Por: Oky Aguirre
"Soy un fraude. Yo no era ese chico rockero con cochazo; nunca
he estado en una fábrica. Escribo sobre cosas que nunca he
vivido", son las palabras que Bruce Springsteen utiliza para
comenzar su presentación en Broadway, a través de un Residence
show organizado en el Walter Kerr Theatre de Nueva York -con
menos de mil butacas- consistente en varios conciertos de tono
intimista, con guitarra acústica, piano y voz, relatando anécdotas
ya recogidas en su autobiografía de 2016 "Born to Run". Y es
entonces cuando empieza el lío… ¿Mola o no mola? Y sobre todo
¿Hay sinceridad? Para ello hay que ponerse en situación. Si eres
un “enfermo” de Bruce; otra vez esto es lo tuyo. Pero si lo que te
va es la crítica constructiva y argumentada, quizá salgas algo
escaldado, como seguramente yo cuando termine estas líneas. No
sin antes reconocer que gracias a este "Springsteen on
Broadway" me he reconciliado, por fin, con "The Boss", con el
que irremediablemente he crecido y disfrutado, no ya tanto con su
actitud, sino con sus creaciones.
La cosa empieza preciosa, como su reluciente rostro de casi setenta años. Mostrando una cercanía que hemos visto siempre desde
lejos, en sus potentes conciertos para ochenta mil personas, aquí
reducido a la exquisita desnudez de los acordes, avalado por una
acertada selección de su repertorio, donde nos cuenta cómo en su
niñez, viendo la televisión, descubrió el rocanrol; o las artimañas
para ir a buscar a su padre al bar. Historias hermosamente
ensambladas con su guitarra casi inaudible o al piano
gloriosamente, junto a unas dotes comunicativas cercanas a las
que tenías con tu mejor amigo o hermano: "Growin' Up", "My
Hometown", "My Father's House", "The Wish", "Thunder
Road" y "The Promised Land" conforman la primera parte de un
documento lleno de sensibilidad y con buen ritmo, en el que casi
no te da tiempo a juzgar; solo admirar el poder que tienen las
canciones, además de sentir cercano a un "chaval" de New Jersey,
irreconocible con el detalle en su cristalino "slide" en "Born in
the U.S.A.", mezclando acordes y letras del "Black Dog" de los
Zeppelin. Momento trascendental de las más de dos horas que
dura el espectáculo, para mí plasmado en el maravilloso “speech”

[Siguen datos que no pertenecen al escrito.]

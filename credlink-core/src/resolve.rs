//! Proof resolution.
//!
//! Combines extraction with store lookups. An embedded reference recovered
//! with enough confidence is returned as is. Anything weaker is checked
//! against the store, by proof id first, then by content hash of the bytes
//! at hand, then by perceptual hash.

use serde::{Deserialize, Serialize};
use tracing::{debug, info, instrument};

use crate::config::EngineConfig;
use crate::error::Result;
use crate::extract::{ExtractionResult, Extractor};
use crate::manifest::content_hash;
use crate::soft_binding::{PerceptualHash, DEFAULT_SIMILARITY_THRESHOLD};
use crate::store::{ProofRecord, ProofStore};
use crate::tag::proof_id;

/// How a resolution was reached.
#[derive(Debug, Clone, Copy, PartialEq, Eq, Serialize, Deserialize)]
#[serde(rename_all = "snake_case")]
pub enum ResolutionMethod {
    /// The embedded reference was trusted without a store lookup.
    Embedded,
    /// Store lookup by the id of the recovered reference.
    ProofId,
    /// Store lookup by SHA3-256 of the input bytes.
    ContentHash,
    /// Store lookup by perceptual similarity.
    PerceptualHash {
        hamming_distance: u32,
    },
    /// Nothing trustworthy found.
    Unresolved,
}

/// Outcome of [`Resolver::resolve`].
#[derive(Debug, Clone, PartialEq, Eq, Serialize, Deserialize)]
pub struct Resolution {
    pub extraction: ExtractionResult,
    /// Stored proof found by a lookup.
    pub record: Option<ProofRecord>,
    pub method: ResolutionMethod,
}

impl Resolution {
    /// Best known proof reference: the stored one when a lookup matched,
    /// otherwise the embedded one if it was trusted.
    pub fn proof_uri(&self) -> Option<&str> {
        match (&self.record, self.method) {
            (Some(record), _) => Some(record.proof_uri.as_str()),
            (None, ResolutionMethod::Embedded) => self.extraction.proof_uri.as_deref(),
            _ => None,
        }
    }
}

/// Resolves images to proofs through extraction and a [`ProofStore`].
///
/// # Example
///
/// ```
/// use credlink_core::{ExtractionSource, MemoryProofStore, ResolutionMethod, Resolver};
///
/// let resolver = Resolver::new(MemoryProofStore::new());
/// let resolution = resolver.resolve(b"not an image").unwrap();
/// assert_eq!(resolution.extraction.source, ExtractionSource::None);
/// assert_eq!(resolution.method, ResolutionMethod::Unresolved);
/// ```
pub struct Resolver<S> {
    extractor: Extractor,
    store: S,
    hasher: Option<Box<dyn PerceptualHash>>,
    trust_threshold: u8,
    similarity_threshold: u32,
}

impl<S: ProofStore> Resolver<S> {
    pub fn new(store: S) -> Self {
        Self::with_config(store, EngineConfig::default())
    }

    pub fn with_config(store: S, config: EngineConfig) -> Self {
        Self {
            trust_threshold: config.trust_threshold,
            extractor: Extractor::new(config),
            store,
            hasher: None,
            similarity_threshold: DEFAULT_SIMILARITY_THRESHOLD,
        }
    }

    /// Enable perceptual lookup with the given hasher.
    pub fn with_hasher(mut self, hasher: impl PerceptualHash + 'static) -> Self {
        self.hasher = Some(Box::new(hasher));
        self
    }

    pub fn with_similarity_threshold(mut self, threshold: u32) -> Self {
        self.similarity_threshold = threshold;
        self
    }

    pub fn store(&self) -> &S {
        &self.store
    }

    /// Resolve `bytes` to a proof.
    ///
    /// Errors only when the store fails; an image that resolves to nothing
    /// yields [`ResolutionMethod::Unresolved`].
    #[instrument(level = "debug", skip_all, fields(len = bytes.len()))]
    pub fn resolve(&self, bytes: &[u8]) -> Result<Resolution> {
        let extraction = self.extractor.extract(bytes);

        if extraction.is_found() && extraction.confidence >= self.trust_threshold {
            debug!(confidence = extraction.confidence, "Embedded reference trusted");
            return Ok(Resolution {
                extraction,
                record: None,
                method: ResolutionMethod::Embedded,
            });
        }

        let (record, method) = self.lookup(bytes, &extraction)?;
        info!(
            method = ?method,
            confidence = extraction.confidence,
            found = record.is_some(),
            "Resolution finished"
        );
        Ok(Resolution {
            extraction,
            record,
            method,
        })
    }

    fn lookup(
        &self,
        bytes: &[u8],
        extraction: &ExtractionResult,
    ) -> Result<(Option<ProofRecord>, ResolutionMethod)> {
        if let Some(id) = extraction.proof_uri.as_deref().and_then(proof_id) {
            if let Some(record) = self.store.get_by_id(id)? {
                return Ok((Some(record), ResolutionMethod::ProofId));
            }
            debug!(proof_id = id, "No stored proof for recovered id");
        }

        if let Some(record) = self.store.get_by_content_hash(&content_hash(bytes))? {
            return Ok((Some(record), ResolutionMethod::ContentHash));
        }

        if let Some(hash) = self.hasher.as_ref().and_then(|h| h.hash(bytes)) {
            if let Some(found) = self.store.find_similar(&hash, self.similarity_threshold)? {
                return Ok((
                    Some(found.record),
                    ResolutionMethod::PerceptualHash {
                        hamming_distance: found.hamming_distance,
                    },
                ));
            }
        }

        Ok((None, ResolutionMethod::Unresolved))
    }
}

#[cfg(test)]
mod tests {
    use super::*;
    use crate::manifest::ManifestBuilder;
    use crate::store::{MemoryProofStore, ProofInput, SimilarityMatch, StoreError};

    struct FixedHash(&'static str);

    impl PerceptualHash for FixedHash {
        fn hash(&self, _bytes: &[u8]) -> Option<String> {
            Some(self.0.to_string())
        }
    }

    struct FailingStore;

    impl ProofStore for FailingStore {
        fn get_by_id(&self, _: &str) -> std::result::Result<Option<ProofRecord>, StoreError> {
            Err(StoreError::Backend("offline".into()))
        }

        fn get_by_content_hash(
            &self,
            _: &str,
        ) -> std::result::Result<Option<ProofRecord>, StoreError> {
            Err(StoreError::Backend("offline".into()))
        }

        fn find_similar(
            &self,
            _: &str,
            _: u32,
        ) -> std::result::Result<Option<SimilarityMatch>, StoreError> {
            Err(StoreError::Backend("offline".into()))
        }
    }

    fn store_with(uri: &str, image: &[u8]) -> MemoryProofStore {
        let store = MemoryProofStore::new();
        let manifest = ManifestBuilder::new(image).build();
        store
            .insert(ProofInput::from_manifest(uri, &manifest).with_perceptual_hash("ffffffff00000000"))
            .unwrap();
        store
    }

    #[test]
    fn test_low_confidence_looks_up_by_id() {
        let resolver = Resolver::new(store_with("https://proofs.example.com/abc123", b"other"));
        let resolution = resolver
            .resolve(b"junk CredLink:https://proofs.example.com/abc123\0 junk")
            .unwrap();
        assert_eq!(resolution.extraction.confidence, 50);
        assert_eq!(resolution.method, ResolutionMethod::ProofId);
        assert_eq!(resolution.proof_uri(), Some("https://proofs.example.com/abc123"));
    }

    #[test]
    fn test_falls_back_to_content_hash() {
        let image = b"original bytes without any tag";
        let resolver = Resolver::new(store_with("urn:proof/xyz", image));
        let resolution = resolver.resolve(image).unwrap();
        assert_eq!(resolution.method, ResolutionMethod::ContentHash);
        assert_eq!(resolution.record.unwrap().proof_id, "xyz");
    }

    #[test]
    fn test_falls_back_to_perceptual_hash() {
        let resolver = Resolver::new(store_with("urn:proof/xyz", b"original"))
            .with_hasher(FixedHash("ffffffff00000001"));
        let resolution = resolver.resolve(b"re-encoded").unwrap();
        assert_eq!(
            resolution.method,
            ResolutionMethod::PerceptualHash { hamming_distance: 1 }
        );

        let strict = Resolver::new(store_with("urn:proof/xyz", b"original"))
            .with_hasher(FixedHash("ffffffff00000001"))
            .with_similarity_threshold(0);
        let resolution = strict.resolve(b"re-encoded").unwrap();
        assert_eq!(resolution.method, ResolutionMethod::Unresolved);
        assert_eq!(resolution.proof_uri(), None);
    }

    #[test]
    fn test_trust_threshold_skips_store() {
        let config = EngineConfig {
            trust_threshold: 50,
            ..EngineConfig::default()
        };
        let resolver = Resolver::with_config(FailingStore, config);
        let resolution = resolver.resolve(b"CredLink:urn:proof:1\0").unwrap();
        assert_eq!(resolution.method, ResolutionMethod::Embedded);
        assert_eq!(resolution.proof_uri(), Some("urn:proof:1"));
    }

    #[test]
    fn test_store_errors_propagate() {
        let resolver = Resolver::new(FailingStore);
        assert!(matches!(
            resolver.resolve(b"CredLink:urn:proof:1\0"),
            Err(crate::CredLinkError::Store(StoreError::Backend(_)))
        ));
    }
}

que se suelta acerca de sus ídolos de la infancia, reclutados para
un Vietnam que evitó junto a Little Vinnie, exaltando la
verdadera esencia de lo que para él es la música: la complicidad
entre batería y cantante en himnos como "Wipe Out" de The
Surfaris o en su declaración de intenciones para lo que realmente
está aquí: "Fun; the real kind". Pasarlo bien.
Es una pena que con "Tougher Than The Rest" y "Brilliant
Disguise" no haya un cambio evidente en el desarrollo de esta
íntima propuesta, confundiendo la sensiblería fácil con las
emociones, lo que supone un lastre a la hora de avanzar. Con lo
cual, lo que podría haber supuesto un ejercicio de humildad
verdadera, apoyado y avalado por una plataforma como Netflix,
con capacidad de dejar huella más allá del lado oscuro de la luna,
se desvanece en lo que precisamente pretende: quitarse ese disfraz
que alguien (la industria) le ha impuesto sin quererlo, a la que ha
sobrevivido y triunfado, pero nunca renunciado. Sobrecoge hoy
más el vídeo de "Brillante disfraz", en blanco y negro, con la
cámara acercándose al gesto sincero, que esta versión junto a
Patty Scialfa, cuya voz e incómoda presencia bien la podría
haber sustituido un simple teclado o batería, despojando al
espectador de cualquier duda que tuviera respecto al carácter
impostado de un Bruce entre bambalinas, vestido de perdedor;
confundiendo trajes de Johnny Cash con pieles de Chuck Berry.
Parece que todavía sigue pidiendo permiso para ser una leyenda
del rock; esa que parece sólo se puede conseguir marchándose de
este mundo, como asumiendo que aún le falta por llegar a esa
categoría, contando apetitosas historias llenas de miserias, las
mismas que han dado realidad a las vivencias en sus canciones,
llenas de esperanza, amistad, soledad y sobre todo sufrimiento. Ese paso definitivo que se da sin quererlo y que va unido a la
trascendencia para comunicar en cualquier tipo de manifestación
cultural: la frontera existente entre artistas y Dioses del Olimpo;
la autenticidad innata no buscada, la que otorga el tesoro más
codiciado: el carisma. Ese achaque o dolencia que el autor
verdadero lleva implícito, en forma de racismo, infancias sin
cariño o visitando el infierno de las drogas, como una sombra que
inevitablemente le acompaña y que suele derivar en emoción. La
falta de amor que tuvo Janis Joplin o el rechazo que sintió Elvis
Presley en sus comienzos Gospel son sólo dos muestras, por no
hablar de la lista infinita de los que han nacido negros.
Es una pequeña diferencia, ínfima y a veces imperceptible, pero
que nos gusta y sí que hay en un impecable "The Rising", oliendo
aromas incluso de Van Morrison, que luego se hacen evidentes
en "Land of Hope and Dreams". Mientras, maltrata un "Dancing in the Dark" que no está hecho para pequeños escenarios. Pero lo
que ya roza el infortunio, y es lo que le da el carácter de melifluo,
es acabar "Born to Run", hablando de la carencia de su padre, con
un sonrojante "Padrenuestro que estás en los cielos…" Que es
como ponerse un brillante disfraz de sufridor.